- WHAT THIS TASK INVOLVES -
Report each line from the data below that holds the word "join".

- INPUT -

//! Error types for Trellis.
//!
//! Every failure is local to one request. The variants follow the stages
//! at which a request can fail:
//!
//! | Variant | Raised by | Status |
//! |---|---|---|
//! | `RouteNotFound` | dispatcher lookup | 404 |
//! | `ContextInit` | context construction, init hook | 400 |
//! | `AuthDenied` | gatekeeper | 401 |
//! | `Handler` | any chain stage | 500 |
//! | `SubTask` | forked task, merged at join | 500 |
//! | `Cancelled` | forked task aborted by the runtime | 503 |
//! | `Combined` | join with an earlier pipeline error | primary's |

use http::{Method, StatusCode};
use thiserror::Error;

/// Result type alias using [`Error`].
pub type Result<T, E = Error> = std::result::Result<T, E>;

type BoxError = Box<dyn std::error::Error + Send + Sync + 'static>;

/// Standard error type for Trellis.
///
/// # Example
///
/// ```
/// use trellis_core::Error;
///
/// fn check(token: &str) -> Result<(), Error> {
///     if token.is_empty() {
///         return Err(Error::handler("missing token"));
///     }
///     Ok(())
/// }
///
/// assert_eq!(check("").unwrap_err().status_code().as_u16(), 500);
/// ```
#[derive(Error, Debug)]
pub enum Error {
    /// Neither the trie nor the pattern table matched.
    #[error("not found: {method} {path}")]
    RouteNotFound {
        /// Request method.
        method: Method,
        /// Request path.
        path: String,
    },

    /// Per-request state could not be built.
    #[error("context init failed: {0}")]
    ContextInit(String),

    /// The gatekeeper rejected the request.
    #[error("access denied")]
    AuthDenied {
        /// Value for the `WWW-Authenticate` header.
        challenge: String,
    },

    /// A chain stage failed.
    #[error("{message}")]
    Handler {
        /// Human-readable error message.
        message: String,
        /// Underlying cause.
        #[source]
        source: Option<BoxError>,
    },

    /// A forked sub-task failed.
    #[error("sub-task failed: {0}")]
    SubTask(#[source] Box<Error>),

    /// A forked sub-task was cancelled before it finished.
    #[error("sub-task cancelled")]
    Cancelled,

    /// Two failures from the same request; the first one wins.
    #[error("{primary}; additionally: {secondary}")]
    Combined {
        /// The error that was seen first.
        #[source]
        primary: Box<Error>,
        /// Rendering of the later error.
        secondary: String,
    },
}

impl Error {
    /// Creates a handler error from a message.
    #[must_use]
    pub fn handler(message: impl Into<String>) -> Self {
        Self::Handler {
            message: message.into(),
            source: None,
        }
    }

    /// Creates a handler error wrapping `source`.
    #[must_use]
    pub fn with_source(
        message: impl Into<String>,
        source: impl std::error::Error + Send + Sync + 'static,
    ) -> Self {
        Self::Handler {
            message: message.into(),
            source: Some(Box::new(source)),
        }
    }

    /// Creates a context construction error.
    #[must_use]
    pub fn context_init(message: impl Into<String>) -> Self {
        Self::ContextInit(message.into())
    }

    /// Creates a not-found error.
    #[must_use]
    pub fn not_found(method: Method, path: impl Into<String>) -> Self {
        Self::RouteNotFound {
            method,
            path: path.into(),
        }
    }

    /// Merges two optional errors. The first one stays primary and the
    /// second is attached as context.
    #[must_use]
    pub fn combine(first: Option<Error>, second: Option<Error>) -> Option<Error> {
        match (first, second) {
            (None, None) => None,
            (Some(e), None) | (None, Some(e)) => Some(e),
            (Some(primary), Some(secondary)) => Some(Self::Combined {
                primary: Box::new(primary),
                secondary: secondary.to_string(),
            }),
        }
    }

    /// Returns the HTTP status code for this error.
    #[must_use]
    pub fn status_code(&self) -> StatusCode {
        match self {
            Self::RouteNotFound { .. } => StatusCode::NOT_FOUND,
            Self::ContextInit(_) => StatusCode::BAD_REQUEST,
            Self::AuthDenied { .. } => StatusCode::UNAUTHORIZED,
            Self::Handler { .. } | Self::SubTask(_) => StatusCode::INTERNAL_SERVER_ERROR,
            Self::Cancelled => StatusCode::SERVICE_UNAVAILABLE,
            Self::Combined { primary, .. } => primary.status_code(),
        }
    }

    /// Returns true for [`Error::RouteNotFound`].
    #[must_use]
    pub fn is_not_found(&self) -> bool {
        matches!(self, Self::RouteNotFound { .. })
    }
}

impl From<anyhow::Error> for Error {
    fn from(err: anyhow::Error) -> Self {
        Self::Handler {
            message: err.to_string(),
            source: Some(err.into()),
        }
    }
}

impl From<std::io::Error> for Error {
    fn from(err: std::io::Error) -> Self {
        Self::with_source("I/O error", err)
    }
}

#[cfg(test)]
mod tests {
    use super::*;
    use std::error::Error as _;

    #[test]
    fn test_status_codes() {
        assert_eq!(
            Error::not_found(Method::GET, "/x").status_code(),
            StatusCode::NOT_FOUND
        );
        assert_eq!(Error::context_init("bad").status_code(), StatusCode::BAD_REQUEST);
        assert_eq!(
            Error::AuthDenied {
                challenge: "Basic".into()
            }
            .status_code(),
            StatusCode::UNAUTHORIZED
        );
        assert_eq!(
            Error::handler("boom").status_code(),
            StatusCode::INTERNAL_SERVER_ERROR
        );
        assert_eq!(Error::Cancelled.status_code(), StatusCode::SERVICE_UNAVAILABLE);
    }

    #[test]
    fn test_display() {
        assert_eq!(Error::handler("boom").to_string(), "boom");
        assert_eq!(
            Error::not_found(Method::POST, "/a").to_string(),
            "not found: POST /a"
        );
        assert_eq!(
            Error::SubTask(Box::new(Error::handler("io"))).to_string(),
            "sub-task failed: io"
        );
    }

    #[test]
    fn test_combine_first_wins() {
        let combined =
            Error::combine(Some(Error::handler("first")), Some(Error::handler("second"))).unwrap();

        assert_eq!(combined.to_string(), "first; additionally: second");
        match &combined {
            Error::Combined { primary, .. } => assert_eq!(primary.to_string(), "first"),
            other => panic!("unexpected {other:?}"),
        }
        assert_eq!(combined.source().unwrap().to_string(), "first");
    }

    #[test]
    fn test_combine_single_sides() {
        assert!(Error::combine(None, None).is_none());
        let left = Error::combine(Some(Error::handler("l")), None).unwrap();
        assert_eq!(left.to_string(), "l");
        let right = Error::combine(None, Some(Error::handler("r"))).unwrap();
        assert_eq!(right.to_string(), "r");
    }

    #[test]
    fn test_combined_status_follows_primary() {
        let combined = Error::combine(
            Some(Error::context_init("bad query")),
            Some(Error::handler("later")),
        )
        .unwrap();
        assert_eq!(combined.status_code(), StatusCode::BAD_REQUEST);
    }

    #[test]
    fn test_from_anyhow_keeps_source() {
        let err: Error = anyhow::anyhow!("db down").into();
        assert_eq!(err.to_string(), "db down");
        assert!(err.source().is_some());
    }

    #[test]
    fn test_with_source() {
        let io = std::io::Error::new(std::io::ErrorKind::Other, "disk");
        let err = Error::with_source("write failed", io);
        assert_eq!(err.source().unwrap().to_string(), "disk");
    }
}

- REPLY TO THE EXERCISE -
//! | `SubTask` | forked task, merged at join | 500 |
//! | `Combined` | join with an earlier pipeline error | primary's |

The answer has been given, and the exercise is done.